Content starts
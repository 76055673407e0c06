//! Node link accessors for RbTree.
//!
//! Every structural algorithm goes through these helpers. Absent children
//! (`NULL_NODE`) read as black and are never written to.

use crate::types::{Color, RbTree, Side, END_NODE, NULL_NODE, NodeId};

impl<T, C> RbTree<T, C> {
    // ============================================================================
    // LINK ACCESS
    // ============================================================================

    #[inline]
    pub(crate) fn left(&self, x: NodeId) -> NodeId {
        self.nodes[x].left
    }

    #[inline]
    pub(crate) fn right(&self, x: NodeId) -> NodeId {
        self.nodes[x].right
    }

    /// Parent link. For the root this is [`END_NODE`]; for the sentinel it is
    /// `NULL_NODE`.
    #[inline]
    pub(crate) fn parent(&self, x: NodeId) -> NodeId {
        self.nodes[x].parent
    }

    #[inline]
    pub(crate) fn set_left(&mut self, x: NodeId, child: NodeId) {
        self.nodes[x].left = child;
    }

    #[inline]
    pub(crate) fn set_right(&mut self, x: NodeId, child: NodeId) {
        self.nodes[x].right = child;
    }

    #[inline]
    pub(crate) fn set_parent(&mut self, x: NodeId, parent: NodeId) {
        self.nodes[x].parent = parent;
    }

    /// Write `child` into the `side` slot of `parent`.
    #[inline]
    pub(crate) fn set_child(&mut self, parent: NodeId, side: Side, child: NodeId) {
        match side {
            Side::Left => self.set_left(parent, child),
            Side::Right => self.set_right(parent, child),
        }
    }

    /// True iff `x` is its parent's left child. The sentinel is nobody's child.
    #[inline]
    pub(crate) fn is_left_child(&self, x: NodeId) -> bool {
        x != END_NODE && self.left(self.parent(x)) == x
    }

    /// Current root, or `NULL_NODE` when empty.
    #[inline]
    pub(crate) fn root(&self) -> NodeId {
        self.left(END_NODE)
    }

    // ============================================================================
    // COLOR ACCESS
    // ============================================================================

    #[inline]
    pub(crate) fn color(&self, x: NodeId) -> Color {
        if x == NULL_NODE {
            Color::Black
        } else {
            self.nodes[x].color
        }
    }

    #[inline]
    pub(crate) fn is_red(&self, x: NodeId) -> bool {
        self.color(x) == Color::Red
    }

    #[inline]
    pub(crate) fn is_black(&self, x: NodeId) -> bool {
        self.color(x) == Color::Black
    }

    #[inline]
    pub(crate) fn set_color(&mut self, x: NodeId, color: Color) {
        debug_assert!(x != NULL_NODE, "absent children are always black");
        debug_assert!(x != END_NODE || color == Color::Black, "the sentinel is always black");
        self.nodes[x].color = color;
    }

    // ============================================================================
    // VALUE ACCESS
    // ============================================================================

    /// Value stored at `x`. Must be a live, non-sentinel node.
    #[inline]
    pub(crate) fn node_value(&self, x: NodeId) -> &T {
        match &self.nodes[x].value {
            Some(value) => value,
            None => unreachable!("node {} has no value", x),
        }
    }

    /// True if `x` names a live element (not the sentinel, not a free slot).
    #[inline]
    pub(crate) fn is_element(&self, x: NodeId) -> bool {
        x != END_NODE && self.nodes.contains(x)
    }
}
//! # Memory Errors
//!
//! One error type flows through the whole memory core: the frame allocator,
//! the address-space operations and the memory manager all return
//! [`MemoryError`], so an allocator failure deep inside a table walk reaches
//! the caller unchanged.

use kernel_memory_addresses::{PhysicalAddress, VirtualAddress};

/// Result alias used across the memory core.
pub type MemoryResult<T> = Result<T, MemoryError>;

#[derive(Debug, Copy, Clone, Eq, PartialEq, thiserror::Error)]
pub enum MemoryError {
    /// No physical frame is available.
    #[error("out of physical memory")]
    OutOfMemory,
    /// The target page is already mapped, or a frame is not in the expected state.
    #[error("page is already mapped")]
    PageMapped,
    /// The target page is not mapped.
    #[error("page is not mapped")]
    PageNotMapped,
    /// Address or size lies outside the region the caller may govern.
    #[error("argument outside the governed range")]
    ArgumentOutOfRange,
    /// Address or size is not aligned to the requested granularity.
    #[error("address or size is not aligned")]
    AlignmentFailure,
    /// The request is valid but not implemented for this configuration.
    #[error("operation not supported")]
    UnsupportedOperation,
    /// A runtime invariant was violated.
    #[error("integrity failure: {0}")]
    IntegrityFailure(IntegrityViolation),
}

/// The invariant an [`MemoryError::IntegrityFailure`] reports.
#[derive(Debug, Copy, Clone, Eq, PartialEq, thiserror::Error)]
pub enum IntegrityViolation {
    #[error("double free of frame {0}")]
    DoubleFree(PhysicalAddress),
    #[error("freeing reserved frame {0}")]
    FreeReserved(PhysicalAddress),
    #[error("unmapping unmapped page {0}")]
    UnmapUnmapped(VirtualAddress),
    #[error("reference count underflow on frame {0}")]
    ReferenceUnderflow(PhysicalAddress),
    #[error("frame stack corrupted at slot {0}")]
    CorruptStack(usize),
    #[error("self-mapping window does not resolve {0}")]
    WindowUnresolved(VirtualAddress),
}

impl MemoryError {
    /// Reports a violated invariant.
    ///
    /// Debug builds halt here with the diagnostic; release builds log it and
    /// hand the error back to the caller.
    #[track_caller]
    #[must_use]
    pub fn integrity(violation: IntegrityViolation) -> Self {
        log::error!("integrity failure: {violation}");
        if cfg!(debug_assertions) {
            panic!("integrity failure: {violation}");
        }
        Self::IntegrityFailure(violation)
    }
}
Content ends
→ Your objective
The answer should be all lines from the entries above that hold the word "through".

→ Answer space
//! Every structural algorithm goes through these helpers. Absent children
//! One error type flows through the whole memory core: the frame allocator,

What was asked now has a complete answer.